Dataset records:
'''
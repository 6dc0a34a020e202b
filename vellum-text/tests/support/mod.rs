//! Shared fixtures for integration tests.

use vellum_text::glyph::is_emoji;
use vellum_text::{
    FontId, GlyphBitmap, GlyphKey, PixelFormat, RasterError, Rasterizer, RenderStyle, ShapeError,
    ShapedGlyph, Shaper, TextStyle,
};

/// Deterministic backend: one glyph per non-whitespace char, glyph id =
/// code point, advance = 0.6 em. Emoji come out as RGBA bitmaps.
#[derive(Default)]
pub struct CountingBackend {
    pub shaped: usize,
    pub rasterized: usize,
}

impl Shaper for CountingBackend {
    fn shape(&mut self, text: &str, style: &TextStyle, scale: f32) -> Result<Vec<ShapedGlyph>, ShapeError> {
        self.shaped += 1;
        let px = style.pixel_size(scale);
        let advance = style.font_size * 0.6;
        Ok(text
            .chars()
            .enumerate()
            .filter(|(_, ch)| !ch.is_whitespace())
            .map(|(i, ch)| {
                let mut flags = style.render_style();
                if is_emoji(ch) {
                    flags |= RenderStyle::EMOJI;
                }
                ShapedGlyph {
                    key: GlyphKey::new(FontId(0), ch as u32 as u16, px, flags),
                    offset: [i as f32 * advance, 0.0],
                    advance,
                }
            })
            .collect())
    }
}

impl Rasterizer for CountingBackend {
    fn rasterize(&mut self, key: &GlyphKey) -> Result<GlyphBitmap, RasterError> {
        self.rasterized += 1;
        let h = u32::from(key.px_size);
        let (w, format) = if key.is_emoji() {
            (h, PixelFormat::Rgba8)
        } else {
            (h / 2, PixelFormat::A8)
        };
        Ok(GlyphBitmap {
            width: w,
            height: h,
            left: 0,
            top: h as i32,
            format,
            data: vec![255; (w * h) as usize * format.bytes_per_pixel()],
        })
    }
}

pub fn sized(font_size: f32) -> TextStyle {
    TextStyle {
        font_size,
        ..Default::default()
    }
}
#[cfg(test)]
mod tests {
    use super::*;
    use crate::error::{RasterError, ShapeError};
    use crate::glyph::{FontId, GlyphBitmap, PixelFormat};

    /// One glyph per char; glyph id = code point.
    #[derive(Default)]
    struct FakeBackend {
        fail_prepare: bool,
        fail_shape: bool,
        prepared: usize,
        released: usize,
        rasterized: usize,
    }

    impl Shaper for FakeBackend {
        fn prepare(&mut self) -> Result<(), ShapeError> {
            self.prepared += 1;
            if self.fail_prepare {
                return Err(ShapeError::NoFont("sans-serif".into()));
            }
            Ok(())
        }

        fn shape(&mut self, text: &str, style: &TextStyle, scale: f32) -> Result<Vec<ShapedGlyph>, ShapeError> {
            if self.fail_shape {
                return Err(ShapeError::Backend("broken font".into()));
            }
            let px = style.pixel_size(scale);
            let advance = style.font_size * 0.6;
            Ok(text
                .chars()
                .enumerate()
                .map(|(i, ch)| ShapedGlyph {
                    key: GlyphKey::new(FontId(0), ch as u16, px, style.render_style()),
                    offset: [i as f32 * advance, 0.0],
                    advance,
                })
                .collect())
        }

        fn release_caches(&mut self) {
            self.released += 1;
        }
    }

    impl Rasterizer for FakeBackend {
        fn rasterize(&mut self, key: &GlyphKey) -> Result<GlyphBitmap, RasterError> {
            if key.font.is_missing() {
                return Err(RasterError::UnknownFont { glyph_id: key.glyph_id });
            }
            self.rasterized += 1;
            let w = u32::from(key.px_size) / 2;
            let h = u32::from(key.px_size);
            Ok(GlyphBitmap {
                width: w,
                height: h,
                left: 0,
                top: h as i32,
                format: PixelFormat::A8,
                data: vec![255; (w * h) as usize],
            })
        }
    }

    fn engine(backend: FakeBackend) -> TextLayoutEngine<FakeBackend> {
        TextLayoutEngine::new(EngineConfig::for_testing(), backend).unwrap()
    }

    #[test]
    fn test_new_rejects_invalid_config() {
        let no_interval = EngineConfig {
            maintenance_interval_ticks: 0,
            ..Default::default()
        };
        assert!(matches!(
            TextLayoutEngine::new(no_interval, FakeBackend::default()),
            Err(ConfigError::Invalid(_))
        ));

        let mut wide_padding = EngineConfig::for_testing();
        wide_padding.glyph_atlas.padding = 200;
        assert!(matches!(
            TextLayoutEngine::new(wide_padding, FakeBackend::default()),
            Err(ConfigError::Invalid(_))
        ));
    }

    #[test]
    fn test_style_default() {
        let style = TextStyle::default();
        assert_eq!(style.font_size, 16.0);
        assert_eq!(style.weight, 400);
        assert!(!style.italic);
        assert_eq!(style.family, "sans-serif");
        assert_eq!(style.direction, TextDirection::LeftToRight);
    }

    #[test]
    fn test_style_families() {
        let style = TextStyle {
            family: "Arial, \"Helvetica Neue\", sans-serif".into(),
            ..Default::default()
        };
        let families: Vec<String> = style.families().collect();
        assert_eq!(families, vec!["arial", "helvetica neue", "sans-serif"]);
    }

    #[test]
    fn test_font_set_hash_ignores_formatting() {
        let a = TextStyle {
            family: "Arial, sans-serif".into(),
            ..Default::default()
        };
        let b = TextStyle {
            family: "arial,sans-serif".into(),
            ..Default::default()
        };
        assert_eq!(a.font_set_hash(), b.font_set_hash());
        assert_eq!(a.style_hash(), b.style_hash());
    }

    #[test]
    fn test_render_style_and_pixel_size() {
        let style = TextStyle {
            weight: 700,
            italic: true,
            font_size: 12.0,
            ..Default::default()
        };
        assert_eq!(style.render_style(), RenderStyle::BOLD | RenderStyle::ITALIC);
        assert_eq!(style.pixel_size(1.5), 18);
        assert_eq!(style.pixel_size(0.0), 1);
    }

    #[test]
    fn test_lazy_init_on_first_layout() {
        let mut engine = engine(FakeBackend::default());
        assert_eq!(engine.state(), EngineState::Uninitialized);
        engine.layout("a", &TextStyle::default()).unwrap();
        assert_eq!(engine.state(), EngineState::Ready);
    }

    #[test]
    fn test_failed_init_stays_uninitialized() {
        let mut engine = engine(FakeBackend {
            fail_prepare: true,
            ..Default::default()
        });
        assert!(matches!(engine.init(), Err(EngineError::Fonts(_))));
        assert_eq!(engine.state(), EngineState::Uninitialized);
        // Layout still answers.
        let layout = engine.layout("ab", &TextStyle::default()).unwrap();
        assert_eq!(layout.glyphs().len(), 2);
    }

    #[test]
    fn test_failed_lazy_init_waits_for_reload() {
        let mut engine = engine(FakeBackend {
            fail_prepare: true,
            ..Default::default()
        });
        let style = TextStyle::default();
        for text in ["a", "b", "c"] {
            engine.layout(text, &style).unwrap();
        }
        assert_eq!(engine.backend().prepared, 1, "one attempt, not one per layout");
        assert_eq!(engine.state(), EngineState::Uninitialized);

        engine.reload();
        engine.layout("d", &style).unwrap();
        assert_eq!(engine.backend().prepared, 2);

        // An explicit init always tries.
        assert!(engine.init().is_err());
        assert_eq!(engine.backend().prepared, 3);
    }

    #[test]
    fn test_reload_releases_backend_caches() {
        let mut engine = engine(FakeBackend::default());
        engine.layout("abc", &TextStyle::default()).unwrap();
        assert_eq!(engine.backend().released, 0);
        engine.reload();
        assert_eq!(engine.backend().released, 1);
        engine.on_scale_changed(2.0, 1.0);
        assert_eq!(engine.backend().released, 2);
    }

    #[test]
    fn test_layout_after_shutdown_errors() {
        let mut engine = engine(FakeBackend::default());
        engine.layout("abc", &TextStyle::default()).unwrap();
        let handle = engine.handle();
        engine.shutdown();

        assert_eq!(engine.state(), EngineState::ShutDown);
        assert!(matches!(engine.layout("abc", &TextStyle::default()), Err(EngineError::ShutDown)));
        assert!(matches!(engine.init(), Err(EngineError::ShutDown)));
        assert_eq!(engine.glyph_atlas_memory_size(), 0);
        assert_eq!(engine.cache_count(), 0);
        assert_eq!(handle.request_reload(), Err(HandleError::Closed));
    }

    #[test]
    fn test_shaping_failure_degrades_to_placeholders() {
        let mut engine = engine(FakeBackend {
            fail_shape: true,
            ..Default::default()
        });
        let layout = engine.layout("a b", &TextStyle::default()).unwrap();
        assert_eq!(layout.glyphs().len(), 2, "whitespace advances without a glyph");
        assert!(layout.glyphs().iter().all(|g| g.key.font.is_missing()));
        assert_eq!(layout.advance(), 24.0);
        assert_eq!(layout.glyphs()[1].offset, [16.0, 0.0]);

        let instances = engine.glyph_instances(&layout, [0.0, 0.0]).unwrap();
        assert_eq!(instances.len(), 2, "placeholders are drawable");
    }

    #[test]
    fn test_placeholder_run_trailing_space() {
        let run = placeholder_run("ab  ", &TextStyle::default(), 1.0);
        assert_eq!(run.len(), 2);
        let total: f32 = run.iter().map(|g| g.advance).sum();
        assert_eq!(total, 32.0);
    }

    #[test]
    fn test_end_tick_evicts_idle_layouts() {
        // for_testing: sweep every tick, lifespan 4 ticks.
        let mut engine = engine(FakeBackend::default());
        let style = TextStyle::default();
        engine.layout("idle", &style).unwrap();
        engine.layout("busy", &style).unwrap();

        for _ in 0..8 {
            engine.on_end_tick();
            engine.layout("busy", &style).unwrap();
        }
        assert_eq!(engine.cache_count(), 1);
        assert_eq!(engine.tick(), 8);
        assert_eq!(engine.stats().cache_count(), 1);
    }

    #[test]
    fn test_scale_change_reloads_only_when_changed() {
        let mut engine = engine(FakeBackend::default());
        let style = TextStyle::default();
        engine.layout("abc", &style).unwrap();

        engine.on_scale_changed(1.0, 1.0);
        assert_eq!(engine.cache_count(), 1);

        engine.on_scale_changed(2.0, 1.0);
        assert_eq!(engine.cache_count(), 0);
        assert_eq!(engine.scale(), 2.0);

        let layout = engine.layout("abc", &style).unwrap();
        assert_eq!(layout.glyphs()[0].key.px_size, 32);
    }

    #[test]
    fn test_invalid_scale_ignored() {
        let mut engine = engine(FakeBackend::default());
        engine.on_scale_changed(f32::NAN, 1.0);
        engine.on_scale_changed(0.0, 1.0);
        assert_eq!(engine.scale(), 1.0);
    }

    #[test]
    fn test_posted_tasks_run_on_process() {
        let mut engine = engine(FakeBackend::default());
        let style = TextStyle::default();
        engine.layout("abc", &style).unwrap();

        let handle = engine.handle();
        handle.request_end_tick().unwrap();
        handle.request_reload().unwrap();
        // Nothing happens until the owner drains the queue.
        assert_eq!(engine.cache_count(), 1);

        assert_eq!(engine.process_tasks(), 2);
        assert_eq!(engine.cache_count(), 0);
        assert_eq!(engine.tick(), 1);
        assert_eq!(engine.process_tasks(), 0);
    }

    #[test]
    fn test_dump_info() {
        let mut engine = engine(FakeBackend::default());
        engine.layout("Hi", &TextStyle::default()).unwrap();
        let mut out = String::new();
        engine.dump_info(&mut out).unwrap();
        let lines: Vec<&str> = out.lines().collect();
        assert_eq!(lines.len(), 3);
        assert!(lines[0].starts_with("TextLayoutEngine: CacheCount=1, CacheSize="));
        assert!(lines[0].contains("GlyphAtlasSize=16.00 KB (16384 bytes)"));
        assert!(lines[1].starts_with("GlyphManager: GlyphAtlas"));
    }
}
'''
What is needed: Please show each line in the records above that contains "CountingBackend".

Result below:
pub struct CountingBackend {
impl Shaper for CountingBackend {
impl Rasterizer for CountingBackend {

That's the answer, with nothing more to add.